Put next to the last_update so all the times are together

> 
> 	/* Most recent access from this node */
> 	int hot_node;

Probably want to relax the most recent part.  I'd guess
the ideal here would be if this is the node accessing it the most
'recently'.

> 
> 	struct hlist_node hnode;
> };
> 
> The way in which a page is categorized as hot enough to be
> promoted is pretty primitive now.

That bit is very hard even if we solve everything else and heavily dependent
on workload access pattern stability and migration impact.  Maybe for
'very hot' pages a fairly short consistency of hotness period is
good enough, but it gets much messier if we care about warm pages.
I guess we solve the 'very hot' first though and maybe avoid the phase
transition from an application starting to when it is at steady state
by considering a wait time for any new userspace process before we
consider moving anything?

Also worth noting that the mechanism that makes sense to check if a
detected hot page is 'stable hot' might use entirely different tracking
approach to that used to find it as a candidate.

Whether that requires passing data between hotness trackers is an
interesting question, or whether there is a natural ordering to trackers.



> diff --git a/mm/kpromoted.c b/mm/kpromoted.c
> new file mode 100644
> index 000000000000..2a8b8495b6b3
> --- /dev/null
> +++ b/mm/kpromoted.c

> +static int page_should_be_promoted(struct page_hotness_info *phi)
> +{
> +	struct page *page = pfn_to_online_page(phi->pfn);
> +	unsigned long now = jiffies;
> +	struct folio *folio;
> +
> +	if (!page || is_zone_device_page(page))
> +		return false;
> +
> +	folio = page_folio(page);
> +	if (!folio_test_lru(folio)) {
> +		count_vm_event(KPROMOTED_MIG_NON_LRU);
> +		return false;
> +	}
> +	if (folio_nid(folio) == phi->hot_node) {
> +		count_vm_event(KPROMOTED_MIG_RIGHT_NODE);
> +		return false;
> +	}
> +
> +	/* If the page was hot a while ago, don't promote */

	/* If the known record of hotness is old, don't promote */ ?

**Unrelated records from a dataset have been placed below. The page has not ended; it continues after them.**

impl CheckResult {
    pub fn new(kind: CheckKind, status: CheckStatus, value: Option<f64>, detail: impl Into<String>) -> Self {
        Self {
            kind,
            status,
            severity: kind.severity(),
            value,
            detail: detail.into(),
        }
    }

    pub fn is_hard_failure(&self) -> bool {
        self.status == CheckStatus::Fail && self.severity == Severity::Hard
    }
}

/// Final accept/reject decision for one candidate.
#[derive(Clone, Debug, PartialEq, Serialize, Deserialize)]
#[serde(tag = "verdict", rename_all = "snake_case")]
pub enum Verdict {
    Accepted,
    Rejected { reasons: Vec<CheckKind> },
    Inconclusive { reasons: Vec<CheckKind> },
}

impl Verdict {
    pub fn is_accepted(&self) -> bool {
        matches!(self, Verdict::Accepted)
    }

    pub fn is_rejected(&self) -> bool {
        matches!(self, Verdict::Rejected { .. })
    }

    pub fn is_inconclusive(&self) -> bool {
        matches!(self, Verdict::Inconclusive { .. })
    }
}

impl std::fmt::Display for Verdict {
    fn fmt(&self, f: &mut std::fmt::Formatter<'_>) -> std::fmt::Result {
        match self {
            Verdict::Accepted => f.write_str("accept"),
            Verdict::Rejected { reasons } => {
                let labels: Vec<&str> = reasons.iter().map(|r| r.rejection_label()).collect();
                write!(f, "reject: {}", labels.join(", "))
            }
            Verdict::Inconclusive { reasons } => {
                let labels: Vec<String> = reasons.iter().map(|r| r.to_string()).collect();
                write!(f, "inconclusive: {}", labels.join(", "))
            }
        }
    }
}

// ---------------------------------------------------------------------------
// Vetting statistics
// ---------------------------------------------------------------------------

/// Spread of periods recovered from bootstrap resamples.
#[derive(Clone, Debug, PartialEq, Serialize, Deserialize)]
pub struct BootstrapSummary {
    pub iterations: usize,
    pub mean_period: f64,
    pub std_period: f64,
    /// σ(P) / P of the candidate.
    pub rel_spread: f64,
}
// ---------------------------------------------------------------------------
// Depth and odd/even
// ---------------------------------------------------------------------------

/// Planet radius in Earth radii implied by a fractional depth around a star
/// of `stellar_radius` solar radii.  `None` for a non-positive depth.
pub fn implied_radius_earth(depth: f64, stellar_radius: f64) -> Option<f64> {
    if !(depth.is_finite() && depth > 0.0) {
        return None;
    }
    Some(depth.sqrt() * stellar_radius * SOLAR_RADIUS_IN_EARTH_RADII)
}

/// Compare odd- and even-numbered transits measured with `windows`.
pub fn compare_odd_even(
    folded: &FoldedLightCurve,
    windows: &PhaseWindows,
    full: &DepthMeasurement,
    min_sigma: f64,
) -> OddEvenComparison {
    if full.significance() < min_sigma {
        return OddEvenComparison::Inconclusive {
            reason: format!(
                "transit too shallow ({:.1}σ < {:.1}σ)",
                full.significance(),
                min_sigma
            ),
        };
    }

    let odd = fold::measure_depth(&folded.filter_transits(|n| n.rem_euclid(2) == 1), windows);
    let even = fold::measure_depth(&folded.filter_transits(|n| n.rem_euclid(2) == 0), windows);
    let (odd, even) = match (odd, even) {
        (Ok(o), Ok(e)) => (o, e),
        (Err(e), _) | (_, Err(e)) => {
            return OddEvenComparison::Inconclusive {
                reason: format!("subset not measurable: {e}"),
            }
        }
    };

    let combined = (odd.depth_err.powi(2) + even.depth_err.powi(2)).sqrt();
    if !(combined > 0.0) {
        return OddEvenComparison::Inconclusive {
            reason: "odd/even depths have no scatter estimate".to_string(),
        };
    }

    OddEvenComparison::Measured {
        odd_depth: odd.depth,
        odd_err: odd.depth_err,
        even_depth: even.depth,
        even_err: even.depth_err,
        difference_sigma: (odd.depth - even.depth).abs() / combined,
    }
}

// ---------------------------------------------------------------------------
// Checks and decision
// ---------------------------------------------------------------------------

/// Evaluate the five checks, in [`CheckKind::ALL`] order.
pub fn evaluate(stats: &VettingStatistics, thresholds: &VettingThresholds) -> Vec<CheckResult> {
    vec![
        check_bootstrap(stats, thresholds),
        check_fap(stats, thresholds),
        check_depth(stats, thresholds),
        check_odd_even(stats, thresholds),
        check_activity(stats, thresholds),
    ]
}

fn check_bootstrap(stats: &VettingStatistics, t: &VettingThresholds) -> CheckResult {
    let kind = CheckKind::BootstrapStability;
    match &stats.bootstrap {
        None => CheckResult::new(kind, CheckStatus::Fail, None, "no bootstrap resample could be searched"),
        Some(b) if b.rel_spread < t.max_bootstrap_rel_spread => CheckResult::new(
            kind,
            CheckStatus::Pass,
            Some(b.rel_spread),
            format!("σ(P)/P = {:.2e} < {:.0e}", b.rel_spread, t.max_bootstrap_rel_spread),
        ),
        Some(b) => CheckResult::new(
            kind,
            CheckStatus::Fail,
            Some(b.rel_spread),
            format!("σ(P)/P = {:.2e} ≥ {:.0e}", b.rel_spread, t.max_bootstrap_rel_spread),
        ),
    }
}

Otherwise this says don't move a page just because it was hot a long time
back. Maybe it is still hot and we just don't have an update yet?

> +	if ((now - phi->last_update) > 2 * msecs_to_jiffies(KPROMOTED_FREQ_WINDOW)) {
> +		count_vm_event(KPROMOTED_MIG_COLD_OLD);
> +		return false;
> +	}
> +
> +	/* If the page hasn't been accessed enough number of times, don't promote */
> +	if (phi->frequency < KPRMOTED_FREQ_THRESHOLD) {
> +		count_vm_event(KPROMOTED_MIG_COLD_NOT_ACCESSED);
> +		return false;
> +	}
> +	return true;
> +}
> +
> +/*
> + * Go thro' page hotness information and migrate pages if required.
> + *
> + * Promoted pages are not longer tracked in the hot list.
> + * Cold pages are pruned from the list as well.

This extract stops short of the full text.